▸ **Records provided**:
//! # Storage Errors
//!
//! Failures of the document and blob stores. These propagate to workflow
//! callers as [`WorkflowError::Storage`]; the workflow never retries them.

use thiserror::Error;

use hmh_core::WorkflowError;

/// Error from a document- or blob-store operation.
#[derive(Error, Debug)]
pub enum StoreError {
    /// The addressed document does not exist (update target missing).
    #[error("document {id} not found in {path}")]
    DocumentNotFound {
        /// Collection path.
        path: String,
        /// Document id.
        id: String,
    },

    /// A document with this id already exists (add collision).
    #[error("document {id} already exists in {path}")]
    DuplicateDocument {
        /// Collection path.
        path: String,
        /// Document id.
        id: String,
    },

    /// A stored document failed to (de)serialize against its entity type.
    #[error("corrupt document: {0}")]
    Corrupt(#[from] serde_json::Error),

    /// The storage backend failed (network, quota, permission).
    #[error("backend error: {0}")]
    Backend(String),
}

impl From<StoreError> for WorkflowError {
    fn from(err: StoreError) -> Self {
        WorkflowError::Storage(err.to_string())
    }
}
//! # hmh-store — Storage Abstractions
//!
//! The workflow core is specified against an abstract document store, not
//! a database. This crate defines that seam:
//!
//! - [`DocumentStore`] — object-safe async trait with `get`, `list`,
//!   `query_eq`, `add`, `update` over JSON documents addressed by a
//!   [`CollectionPath`] and a document id. Typed wrappers
//!   ([`get_doc`], [`add_doc`], ...) handle the serde round trips.
//! - [`MemoryStore`] — the in-memory reference implementation backing the
//!   test suites.
//! - [`BlobStore`] — the opaque attachment store consumed only at the
//!   finalize step, with pure file validation rules.
//!
//! ## Update semantics
//!
//! `update` performs a **shallow top-level merge**: fields present in the
//! patch replace fields in the stored document, a `null` value clears a
//! field, absent fields are untouched. This matches how the workflow
//! writes patches (e.g., clearing `paidAt` on a payment rejection).

pub mod blob;
pub mod document;
pub mod error;
pub mod memory;
pub mod path;

pub use blob::{BlobStore, FileCheck, FileUpload, MemoryBlobStore, UploadResult};
pub use document::{add_doc, get_doc, list_docs, query_docs, DocumentStore};
pub use error::StoreError;
pub use memory::MemoryStore;
pub use path::CollectionPath;
//! # Activity Lifecycle Validation
//!
//! The transition guards of the workflow engine: creation completeness,
//! assignment allocation (the ≤100% invariant), status-change legality
//! against the transition table and role matrix, finalization, and
//! approval preconditions.
//!
//! Every function here is pure. Context that would otherwise require I/O
//! — today's date, the existing assignment rows — is a parameter.

use chrono::NaiveDate;

use hmh_core::{
    Activity, ActivityAssignment, ActivityDraft, ActivityStatus, SupportFile, User, UserRole,
    WorkflowError,
};

use crate::report::ValidationReport;

/// Validate an activity creation request.
///
/// `today` is the acting day in the tenant's reckoning (UTC date in
/// practice); a required date earlier than it is rejected.
pub fn validate_activity_creation(data: &ActivityDraft, today: NaiveDate) -> ValidationReport {
    let mut report = ValidationReport::new();

    report.push_if(data.client_id.is_none(), "Debe seleccionar un cliente");
    report.push_if(
        !data.activity_type.as_deref().is_some_and(|t| !t.is_empty()),
        "Debe seleccionar un tipo de actividad",
    );

    let unit_ok = data.unit.as_deref().is_some_and(|u| !u.is_empty());
    let quantity_ok = data.quantity.is_some_and(|q| q > 0.0);
    report.push_if(!unit_ok || !quantity_ok, "Debe especificar unidad y cantidad válida");

    report.push_if(
        !data.value.is_some_and(|v| v >= 0.0),
        "El valor debe ser mayor o igual a cero",
    );

    if let Some(required) = &data.required_date {
        report.push_if(
            required.date_utc() < today,
            "La fecha requerida no puede ser anterior a hoy",
        );
    }

    report
}

/// Validate assigning `provider` a share of `activity`.
///
/// Enforces the one quantitative resource invariant of the system: the
/// allocation percentages of one activity sum to at most 100. The caller
/// supplies the existing rows; the engine reads them under the activity's
/// lock so two concurrent assignments cannot both pass this check.
pub fn validate_activity_assignment(
    activity: &Activity,
    provider: &User,
    allocation_percentage: u8,
    existing: &[ActivityAssignment],
) -> ValidationReport {
    let mut report = ValidationReport::new();

    report.push_if(
        activity.status != ActivityStatus::PendingAssignment,
        "Solo se pueden asignar actividades en estado \"Pendiente por asignar\"",
    );

    report.push_if(!provider.is_active(), "El consultor debe estar activo");

    report.push_if(
        provider.role != UserRole::Provider,
        "Solo se pueden asignar usuarios con rol de consultor",
    );

    report.push_if(
        provider.tenant_id != Some(activity.tenant_id),
        "El consultor debe pertenecer al mismo tenant",
    );

    report.push_if(
        allocation_percentage == 0 || allocation_percentage > 100,
        "El porcentaje de asignación debe estar entre 1 y 100",
    );

    let total_existing: u32 = existing.iter().map(|a| a.allocation_percentage as u32).sum();
    let total_new = total_existing + allocation_percentage as u32;
    report.push_if(
        total_new > 100,
        format!("La asignación total ({total_new}%) excede el 100%. Ya asignado: {total_existing}%"),
    );

    report.push_if(
        existing.iter().any(|a| a.provider_id == provider.id),
        "El consultor ya está asignado a esta actividad",
    );

    report
}

/// Check a status change against the transition table and the
/// role-permission matrix.
///
/// Unlike the [`ValidationReport`] rules, a violation here is not a
/// business-rule message for the acting user: a missing edge means the
/// caller offered an action the table forbids, and a role mismatch means
/// the wrong actor. Both surface as the dedicated
/// [`WorkflowError::InvalidTransition`] and
/// [`WorkflowError::PermissionDenied`] variants. The table is consulted
/// first.
pub fn validate_status_change(
    current: ActivityStatus,
    new: ActivityStatus,
    role: UserRole,
) -> Result<(), WorkflowError> {
    if !current.can_transition_to(new) {
        return Err(WorkflowError::InvalidTransition {
            from: current,
            to: new,
        });
    }

    if !role.may_set_status(new) {
        return Err(WorkflowError::PermissionDenied { role, target: new });
    }

    Ok(())
}

/// Validate finalizing an activity: executed units must be positive and
/// must not exceed the requested quantity (over-production is rejected,
/// not clamped), and at least one support document is mandatory.
pub fn validate_activity_finalization(
    activity: &Activity,
    executed_units: f64,
    supports: &[SupportFile],
) -> ValidationReport {
    let mut report = ValidationReport::new();

    report.push_if(
        activity.status != ActivityStatus::InExecution,
        "Solo se pueden finalizar actividades en ejecución",
    );

    report.push_if(executed_units <= 0.0, "Debe especificar las unidades ejecutadas");

    report.push_if(
        executed_units > activity.quantity,
        format!(
            "Las unidades ejecutadas ({executed_units}) no pueden exceder las solicitadas ({})",
            activity.quantity
        ),
    );

    report.push_if(supports.is_empty(), "Debe subir al menos un soporte obligatorio");

    report
}

/// Validate an approval or rejection decision on finalized work.
pub fn validate_activity_approval(activity: &Activity, approver_role: UserRole) -> ValidationReport {
    let mut report = ValidationReport::new();

    report.push_if(
        activity.status != ActivityStatus::Finalized,
        "Solo se pueden aprobar actividades finalizadas",
    );

    report.push_if(
        !activity.has_supports(),
        "La actividad debe tener soportes para ser aprobada",
    );

    report.push_if(
        !approver_role.may_approve(),
        "Solo coordinadores y administradores pueden aprobar actividades",
    );

    report
}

▸ **What to do**: All of the data above should be output exactly.

▸ **Exercise solution**:
//! # Storage Errors
//!
//! Failures of the document and blob stores. These propagate to workflow
//! callers as [`WorkflowError::Storage`]; the workflow never retries them.

use thiserror::Error;

use hmh_core::WorkflowError;

/// Error from a document- or blob-store operation.
#[derive(Error, Debug)]
pub enum StoreError {
    /// The addressed document does not exist (update target missing).
    #[error("document {id} not found in {path}")]
    DocumentNotFound {
        /// Collection path.
        path: String,
        /// Document id.
        id: String,
    },

    /// A document with this id already exists (add collision).
    #[error("document {id} already exists in {path}")]
    DuplicateDocument {
        /// Collection path.
        path: String,
        /// Document id.
        id: String,
    },

    /// A stored document failed to (de)serialize against its entity type.
    #[error("corrupt document: {0}")]
    Corrupt(#[from] serde_json::Error),

    /// The storage backend failed (network, quota, permission).
    #[error("backend error: {0}")]
    Backend(String),
}

impl From<StoreError> for WorkflowError {
    fn from(err: StoreError) -> Self {
        WorkflowError::Storage(err.to_string())
    }
}
//! # hmh-store — Storage Abstractions
//!
//! The workflow core is specified against an abstract document store, not
//! a database. This crate defines that seam:
//!
//! - [`DocumentStore`] — object-safe async trait with `get`, `list`,
//!   `query_eq`, `add`, `update` over JSON documents addressed by a
//!   [`CollectionPath`] and a document id. Typed wrappers
//!   ([`get_doc`], [`add_doc`], ...) handle the serde round trips.
//! - [`MemoryStore`] — the in-memory reference implementation backing the
//!   test suites.
//! - [`BlobStore`] — the opaque attachment store consumed only at the
//!   finalize step, with pure file validation rules.
//!
//! ## Update semantics
//!
//! `update` performs a **shallow top-level merge**: fields present in the
//! patch replace fields in the stored document, a `null` value clears a
//! field, absent fields are untouched. This matches how the workflow
//! writes patches (e.g., clearing `paidAt` on a payment rejection).

pub mod blob;
pub mod document;
pub mod error;
pub mod memory;
pub mod path;

pub use blob::{BlobStore, FileCheck, FileUpload, MemoryBlobStore, UploadResult};
pub use document::{add_doc, get_doc, list_docs, query_docs, DocumentStore};
pub use error::StoreError;
pub use memory::MemoryStore;
pub use path::CollectionPath;
//! # Activity Lifecycle Validation
//!
//! The transition guards of the workflow engine: creation completeness,
//! assignment allocation (the ≤100% invariant), status-change legality
//! against the transition table and role matrix, finalization, and
//! approval preconditions.
//!
//! Every function here is pure. Context that would otherwise require I/O
//! — today's date, the existing assignment rows — is a parameter.

use chrono::NaiveDate;

use hmh_core::{
    Activity, ActivityAssignment, ActivityDraft, ActivityStatus, SupportFile, User, UserRole,
    WorkflowError,
};

use crate::report::ValidationReport;

/// Validate an activity creation request.
///
/// `today` is the acting day in the tenant's reckoning (UTC date in
/// practice); a required date earlier than it is rejected.
pub fn validate_activity_creation(data: &ActivityDraft, today: NaiveDate) -> ValidationReport {
    let mut report = ValidationReport::new();

    report.push_if(data.client_id.is_none(), "Debe seleccionar un cliente");
    report.push_if(
        !data.activity_type.as_deref().is_some_and(|t| !t.is_empty()),
        "Debe seleccionar un tipo de actividad",
    );

    let unit_ok = data.unit.as_deref().is_some_and(|u| !u.is_empty());
    let quantity_ok = data.quantity.is_some_and(|q| q > 0.0);
    report.push_if(!unit_ok || !quantity_ok, "Debe especificar unidad y cantidad válida");

    report.push_if(
        !data.value.is_some_and(|v| v >= 0.0),
        "El valor debe ser mayor o igual a cero",
    );

    if let Some(required) = &data.required_date {
        report.push_if(
            required.date_utc() < today,
            "La fecha requerida no puede ser anterior a hoy",
        );
    }

    report
}

/// Validate assigning `provider` a share of `activity`.
///
/// Enforces the one quantitative resource invariant of the system: the
/// allocation percentages of one activity sum to at most 100. The caller
/// supplies the existing rows; the engine reads them under the activity's
/// lock so two concurrent assignments cannot both pass this check.
pub fn validate_activity_assignment(
    activity: &Activity,
    provider: &User,
    allocation_percentage: u8,
    existing: &[ActivityAssignment],
) -> ValidationReport {
    let mut report = ValidationReport::new();

    report.push_if(
        activity.status != ActivityStatus::PendingAssignment,
        "Solo se pueden asignar actividades en estado \"Pendiente por asignar\"",
    );

    report.push_if(!provider.is_active(), "El consultor debe estar activo");

    report.push_if(
        provider.role != UserRole::Provider,
        "Solo se pueden asignar usuarios con rol de consultor",
    );

    report.push_if(
        provider.tenant_id != Some(activity.tenant_id),
        "El consultor debe pertenecer al mismo tenant",
    );

    report.push_if(
        allocation_percentage == 0 || allocation_percentage > 100,
        "El porcentaje de asignación debe estar entre 1 y 100",
    );

    let total_existing: u32 = existing.iter().map(|a| a.allocation_percentage as u32).sum();
    let total_new = total_existing + allocation_percentage as u32;
    report.push_if(
        total_new > 100,
        format!("La asignación total ({total_new}%) excede el 100%. Ya asignado: {total_existing}%"),
    );

    report.push_if(
        existing.iter().any(|a| a.provider_id == provider.id),
        "El consultor ya está asignado a esta actividad",
    );

    report
}

/// Check a status change against the transition table and the
/// role-permission matrix.
///
/// Unlike the [`ValidationReport`] rules, a violation here is not a
/// business-rule message for the acting user: a missing edge means the
/// caller offered an action the table forbids, and a role mismatch means
/// the wrong actor. Both surface as the dedicated
/// [`WorkflowError::InvalidTransition`] and
/// [`WorkflowError::PermissionDenied`] variants. The table is consulted
/// first.
pub fn validate_status_change(
    current: ActivityStatus,
    new: ActivityStatus,
    role: UserRole,
) -> Result<(), WorkflowError> {
    if !current.can_transition_to(new) {
        return Err(WorkflowError::InvalidTransition {
            from: current,
            to: new,
        });
    }

    if !role.may_set_status(new) {
        return Err(WorkflowError::PermissionDenied { role, target: new });
    }

    Ok(())
}

/// Validate finalizing an activity: executed units must be positive and
/// must not exceed the requested quantity (over-production is rejected,
/// not clamped), and at least one support document is mandatory.
pub fn validate_activity_finalization(
    activity: &Activity,
    executed_units: f64,
    supports: &[SupportFile],
) -> ValidationReport {
    let mut report = ValidationReport::new();

    report.push_if(
        activity.status != ActivityStatus::InExecution,
        "Solo se pueden finalizar actividades en ejecución",
    );

    report.push_if(executed_units <= 0.0, "Debe especificar las unidades ejecutadas");

    report.push_if(
        executed_units > activity.quantity,
        format!(
            "Las unidades ejecutadas ({executed_units}) no pueden exceder las solicitadas ({})",
            activity.quantity
        ),
    );

    report.push_if(supports.is_empty(), "Debe subir al menos un soporte obligatorio");

    report
}

/// Validate an approval or rejection decision on finalized work.
pub fn validate_activity_approval(activity: &Activity, approver_role: UserRole) -> ValidationReport {
    let mut report = ValidationReport::new();

    report.push_if(
        activity.status != ActivityStatus::Finalized,
        "Solo se pueden aprobar actividades finalizadas",
    );

    report.push_if(
        !activity.has_supports(),
        "La actividad debe tener soportes para ser aprobada",
    );

    report.push_if(
        !approver_role.may_approve(),
        "Solo coordinadores y administradores pueden aprobar actividades",
    );

    report
}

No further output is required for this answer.